Experimental program
Comparison scheme
Effect test

Embodiment 1

[0028] A. Put the pulverized material into the twin-screw extruder, set the working temperature of the twin-screw extruder cavity, the speed of the extrusion screw, and the speed of the cutting machine, and extrude the material at the template at the exit of the twin-screw extruder Pressing and forming; then drying and cooling to obtain brown rice small discs;

[0029] B, mix white granulated sugar, milk powder and water, obtain the frozen slurry after freezing;

[0030] C. Mix brown rice flakes, super-high gelatin egg protein powder and frozen slurry, and perform homogenization and aging treatment;

[0031] D. Quickly freeze and harden below -10°C, and put it into an ice cream machine to make ice cream.
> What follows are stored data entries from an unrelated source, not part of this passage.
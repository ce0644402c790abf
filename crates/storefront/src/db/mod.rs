//! In-memory repositories for storefront data.
//!
//! # Database
//!
//! The storefront keeps everything in a single [`Database`] value owned by
//! the caller. Nothing here is global: each shopper session (or test) creates
//! its own `Database` and passes it explicitly to the operations that need it.
//!
//! ## Tables
//!
//! - `products` - Catalog, in display order ([`ProductRepository`])
//! - `users` - Accounts with Argon2 password hashes ([`UserRepository`])
//! - `orders` - Placed orders ([`OrderRepository`])
//!
//! State lives only as long as the `Database` value; dropping it discards
//! every table.

pub mod orders;
pub mod products;
pub mod seed;
pub mod users;

use thiserror::Error;

pub use orders::{NewOrder, OrderRepository};
pub use products::ProductRepository;
pub use users::{NewUser, UserRepository};

/// Errors that can occur during repository operations.
#[derive(Debug, Error, Clone, PartialEq, Eq)]
pub enum RepositoryError {
    /// Requested entity was not found.
    #[error("{0} not found")]
    NotFound(String),

    /// Constraint violation (e.g., unique email).
    #[error("constraint violation: {0}")]
    Conflict(String),
}

/// All storefront tables for one session.
#[derive(Debug, Default)]
pub struct Database {
    pub products: ProductRepository,
    pub users: UserRepository,
    pub orders: OrderRepository,
}

impl Database {
    /// An empty database.
    #[must_use]
    pub fn new() -> Self {
        Self::default()
    }

    /// A database pre-loaded with the demo catalog and the two demo accounts
    /// (`user@example.com` / `user`, `admin@example.com` / `admin`).
    ///
    /// # Errors
    ///
    /// Returns `AuthError::PasswordHash` if hashing a demo password fails.
    pub fn seeded() -> Result<Self, crate::services::auth::AuthError> {
        let mut db = Self::new();
        for product in seed::products() {
            db.products.upsert(product);
        }
        for user in seed::users()? {
            db.users
                .create(user)
                .map_err(crate::services::auth::AuthError::Repository)?;
        }
        tracing::debug!(
            products = db.products.len(),
            users = db.users.len(),
            "Seeded in-memory database"
        );
        Ok(db)
    }
}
[0032] For the manufacturing method of the brown rice discs in the step A of the present invention, refer to the manufacturing method disclosed in the Chinese invention patent CN103815299A, a method for whole grain instant nutritional porridge.

[0033] The particle size o...

Embodiment 2

[0041] A. Put the pulverized material into the twin-screw extruder, set the working temperature of the twin-screw extruder cavity, the speed of the extrusion screw, and the speed of the cutting machine, and extrude the material at the template at the exit of the twin-screw extruder Pressing and forming; then drying and cooling to obtain brown rice small discs;

[0042] B, mix white granulated sugar, milk powder and water, obtain the frozen slurry after freezing;

[0043] C. Mix brown rice flakes, super-high gelatin egg protein powder and frozen slurry, and perform homogenization and aging treatment;

[0044] D. Quickly freeze and harden below -10°C, and put it into an ice cream machine to make ice cream.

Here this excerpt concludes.